Fairyland ve Lordlu, Kılıçlı Epik Metal!

Ben de bir zamanlar gençtim ve metal bilgim, trash metal’in baba grupları ve üstüne; o zamanlar memlekette bilinen, 2-3 Goth Metal grubu ile sınırlıydı. Blind Guardian’dan (Tabi çoktan kocayıp çoluğun çocuğun maskarası haline geldiler, bayadır ironik gençlik arasında Kör Bekçi diye anılıyorlar) nominal olarak haberim vardı ama hiç denk gelmemiştim. Tabi bu olaylar hep Kazaa devrinde geçiyor, 3 MBlık mp3 indirmenin temiz 10 dakika sürdüğü dönemler. Aşırı popüler olmayan mp3 aramalarda bile çıkmazdı. Korsan CD tezgahları aşırı önemliydi. Bakırköy sahildeki üst geçitten geçerken, bir korsan CD tezgahında; Kör Bekçinin “A Night at the Opera” albümünü gördüm. Aldım ve dinledim. O gün bugündür, “Lordlu, kılıçlı epik power metal” en sevdiğim müzik türleri arasındadır.

Bugün ele alacağım proje; 2003 çıkışlı bir grup olduğu için,  Kör Bekçi ile müzikal olarak pek bir alakaları yok. Grubun, gavurun deyimi ile; Mastermind’ı, Synthe ölümüne abanan, arkaya bol bol Greogoryan koro dizen, rönesans dönemi muhabbet tellalı gömleği giyen bir abi.

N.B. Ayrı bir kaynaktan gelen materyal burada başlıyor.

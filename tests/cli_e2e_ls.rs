//! End-to-end tests for the `ls` command

use assert_cmd::cargo::cargo_bin_cmd;
use assert_fs::prelude::*;
use predicates::prelude::*;

/// Test that --help flag shows help information
#[test]
#[cfg_attr(not(feature = "integration-tests"), ignore)]
fn test_ls_help() {
    let mut cmd = cargo_bin_cmd!("gopin");

    cmd.arg("ls")
        .arg("--help")
        .assert()
        .success()
        .stdout(predicate::str::contains("List the repositories"));
}

/// Test that a missing lock document produces an error
#[test]
#[cfg_attr(not(feature = "integration-tests"), ignore)]
fn test_ls_missing_lockfile() {
    let mut cmd = cargo_bin_cmd!("gopin");

    cmd.arg("ls")
        .arg("--lockfile")
        .arg("/nonexistent/dependencies.json")
        .assert()
        .failure()
        .stderr(predicate::str::contains("I/O error"));
}

/// Test that the pinned repositories are listed in document order
#[test]
#[cfg_attr(not(feature = "integration-tests"), ignore)]
fn test_ls_lists_pins_in_order() {
    let temp = assert_fs::TempDir::new().unwrap();
    let lockfile = temp.child("dependencies.json");
    lockfile
        .write_str(
            r#"{
  "Repositories": [
    { "ImportPath": "alpha", "Rev": "aaa111", "Lang": "golang" },
    { "ImportPath": "group/beta", "Rev": "bbb222", "Lang": "golang" }
  ]
}
"#,
        )
        .unwrap();

    let mut cmd = cargo_bin_cmd!("gopin");
    cmd.arg("ls")
        .arg("--lockfile")
        .arg(lockfile.path())
        .assert()
        .success()
        .stdout(predicate::str::contains("alpha aaa111"))
        .stdout(predicate::str::contains("group/beta bbb222"))
        .stdout(predicate::str::contains("2 repositories pinned"));
}

/// Test that a lock document violating the uniqueness invariant is rejected
#[test]
#[cfg_attr(not(feature = "integration-tests"), ignore)]
fn test_ls_rejects_duplicate_import_paths() {
    let temp = assert_fs::TempDir::new().unwrap();
    let lockfile = temp.child("dependencies.json");
    lockfile
        .write_str(
            r#"{
  "Repositories": [
    { "ImportPath": "alpha", "Rev": "aaa111", "Lang": "golang" },
    { "ImportPath": "alpha", "Rev": "bbb222", "Lang": "golang" }
  ]
}
"#,
        )
        .unwrap();

    let mut cmd = cargo_bin_cmd!("gopin");
    cmd.arg("ls")
        .arg("--lockfile")
        .arg(lockfile.path())
        .assert()
        .failure()
        .stderr(predicate::str::contains("duplicate import path"));
}
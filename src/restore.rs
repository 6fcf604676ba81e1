//! # Restore Engine
//!
//! Re-materializes a pinned set of repositories in a workspace from a lock
//! document. Execution is three strictly sequential passes over the entire
//! repository list, in document order:
//!
//! 1. **Fetch**: `go get -d -t <import>` for every record, without requiring
//!    the target revision. Non-fatal; a repository already on disk may be
//!    checkout-able even when its remote is unreachable.
//! 2. **Pin**: for every record, force-checkout the current head, fetch all
//!    remotes plus the target revision, then force-checkout the target
//!    revision. Only the final forced checkout is fatal; the two preparatory
//!    steps are best effort.
//! 3. **Build**: `go install <import>` for every record. Non-fatal.
//!
//! The passes are not interleaved per repository because fetches may
//! populate shared state a later repository's build needs, so all fetches
//! complete before any pin and all pins before any build. A pin failure
//! aborts immediately: continuing past an unpinned repository would silently
//! produce a build inconsistent with the lock document, so the build pass
//! never runs once any pin has failed.
//!
//! Every external invocation, absorbed or not, lands in the returned
//! [`RestoreReport`] so callers can summarize what happened and tests can
//! assert on exactly which step failed.
//!
//! There are no timeouts on the external invocations: a hung git or go
//! process hangs the restore. Documented limitation.

use log::{info, warn};

use crate::error::{Error, Result};
use crate::git::{CommandOutcome, GitOperations};
use crate::lockfile::LockDocument;
use crate::toolchain::Toolchain;
use crate::workspace::Workspace;

/// Which external invocation a [`StepReport`] describes.
#[derive(Debug, Clone, Copy, PartialEq, Eq)]
pub enum RestoreStep {
    Fetch,
    CheckoutHead,
    FetchRevision,
    CheckoutRevision,
    Build,
}

/// Outcome of one external invocation against one repository.
#[derive(Debug, Clone)]
pub struct StepReport {
    pub import_path: String,
    pub step: RestoreStep,
    pub outcome: CommandOutcome,
}

/// Everything the engine did, in execution order.
#[derive(Debug, Default)]
pub struct RestoreReport {
    pub steps: Vec<StepReport>,
}

impl RestoreReport {
    fn record(&mut self, import_path: &str, step: RestoreStep, outcome: CommandOutcome) {
        self.steps.push(StepReport {
            import_path: import_path.to_string(),
            step,
            outcome,
        });
    }

    /// Count of invocations that failed but were absorbed.
    pub fn absorbed_failures(&self) -> usize {
        self.steps.iter().filter(|s| !s.outcome.ok).count()
    }
}

/// Drives the fetch, pin and build passes over a lock document.
pub struct RestoreEngine<'a> {
    git: &'a dyn GitOperations,
    toolchain: &'a dyn Toolchain,
}

impl<'a> RestoreEngine<'a> {
    pub fn new(git: &'a dyn GitOperations, toolchain: &'a dyn Toolchain) -> Self {
        Self { git, toolchain }
    }

    /// Restore every repository in `document` under `workspace`.
    ///
    /// Returns the full step report on success, or [`Error::Pin`] if a
    /// forced checkout of a pinned revision failed. The report accumulated
    /// up to that point is dropped with the error; tests observe ordering
    /// through the trait implementations instead.
    pub fn restore(&self, document: &LockDocument, workspace: &Workspace) -> Result<RestoreReport> {
        let mut report = RestoreReport::default();
        let base_dir = workspace.root();

        // Pass 1: fetch everything, best effort.
        for repo in &document.repositories {
            info!("go get {}", repo.import_path);
            let outcome = self.toolchain.fetch(base_dir, &repo.import_path);
            if !outcome.ok {
                warn!("fetch of {} failed: {}", repo.import_path, outcome.detail);
            }
            report.record(&repo.import_path, RestoreStep::Fetch, outcome);
        }

        // Pass 2: pin everything; the forced checkout of the target
        // revision is the only fatal step in the whole restore.
        for repo in &document.repositories {
            info!("checkout {} [{}]", repo.import_path, repo.revision);
            let repo_dir = workspace.repo_dir(&repo.import_path);

            let outcome = self.git.checkout_head(&repo_dir);
            if !outcome.ok {
                warn!(
                    "checkout of current head in {} failed: {}",
                    repo.import_path, outcome.detail
                );
            }
            report.record(&repo.import_path, RestoreStep::CheckoutHead, outcome);

            let outcome = self.git.fetch_revision(&repo_dir, &repo.revision);
            if !outcome.ok {
                warn!(
                    "fetch of {} in {} failed: {}",
                    repo.revision, repo.import_path, outcome.detail
                );
            }
            report.record(&repo.import_path, RestoreStep::FetchRevision, outcome);

            let outcome = self.git.checkout_revision(&repo_dir, &repo.revision);
            report.record(&repo.import_path, RestoreStep::CheckoutRevision, outcome.clone());
            if !outcome.ok {
                return Err(Error::Pin {
                    import_path: repo.import_path.clone(),
                    revision: repo.revision.clone(),
                    detail: outcome.detail,
                });
            }
        }

        // Pass 3: build everything, best effort.
        for repo in &document.repositories {
            info!("go install {}", repo.import_path);
            let outcome = self.toolchain.build(base_dir, &repo.import_path);
            if !outcome.ok {
                warn!("build of {} failed: {}", repo.import_path, outcome.detail);
            }
            report.record(&repo.import_path, RestoreStep::Build, outcome);
        }

        Ok(report)
    }
}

İşte abi... İşte gömlek...

İşte abi… İşte gömlek…

Hakikaten, külliyatı dahilinde metallikten ayrılıp Oratoryo/Senfoni sınırını ciddi zorlayan parçalar var. Zaten “Lordlu Kılıçlı” konsept albümü yapan, iyice konsept albüm olsun diye konusal olarak birbirini takip eden parçaların arasına, konuşmalı tiyatral geçiş de ayarlıyor ve iyice italyan operası kıvamı yakalanıyor.

Fakat “Lordlu kılıçlılık” halinin asıl belirleyicisi; epik synth coşkusudur, depar atmışcasına double kick vermektir ve çığlık çığlığa vokallerdir. Bunlar da şimdiye kadar çıkan parçaların çoğunda, gani gani mevcut zaten. Bir kısım balad da var, onların da müziğini synth ile veriyor.

Bu demoyu örnek olarak buraya bırakıyorum.

Her albüm, konsept albümü ve hepsinin konusu birbirini takip ediyor. Diskografi adeta ucuz fantastik roman serisi formatında ilerliyor. Yaklaşan karanlık ile başlayıp, apokaliptik savaş ile düğümlenip, toplu göç ile devam eden bir hikaye var. Hikaye; en son albümün sonunda çok derli toplu bir noktada kaldı. Bu yüzden proje patlar da, devamı gelmez diye düşünüp, başlamak konusunda şüpheye düşmeyin.

Evet, inatla grup demedim proje dedim. Çünkü; ortada grup denecek bir kadro tutarlılığı yok. Bir albümde kayıt yapan üyeler, diğer albümde görünmüyorlar. Hatta; en son albümdeki müzisyenler, sadece mahalle ligi bilinirliğindeydi. Güney Fransa metalci ortamı dışında, yolda yürürken tanınacaklarını sanmıyorum. Belli ki, yukarıda resmi olan abinin (Philippe Giordana) egosu biraz şişik. Bu model adamların grubunda, genelde millet çok uzun duramaz.

Umut Sarıkaya'nın da çok ince gördüğü gibi, bu tip gruplarda ortalama yedi kelle olur.

Umut Sarıkaya’nın da çok ince gördüğü gibi, bu tip gruplarda ortalama yedi kelle olur.

Ha bu arada, üstteki demoyu dinleyip de “Bu ne lan Rhapsody’nin aynısı!” diyenler çıkacaktır. Onların canı sağolsun, belli ki “Lordlu kılıçlı epik power metal’in” düzenli dinleyicisi değiller. Aynı kafada, Death Metal ile Grindcore arasındaki farkı anlayamayanlar da var. Çok yargılamıyoruz, bunlar zaman içinde emekle oturan şeyler.

Tarja; Nightwish’ten atıldıktan sonra, Napalm Records, bir umut 1999’da kurulmuş Xandria’yı, az makyajlayıp yeniden öne sürdüğünde, kaç yıllık metal emekçileri Xandria’ya “Ahaha Nightwish çakması lan bunlar” diyenler de çıkmıştı.

Bu yazı, "Alp Hocaefendi ile Pek Feyzli Müzik Sohbetleri" adlı yazı dizimizin bir parçasıdır.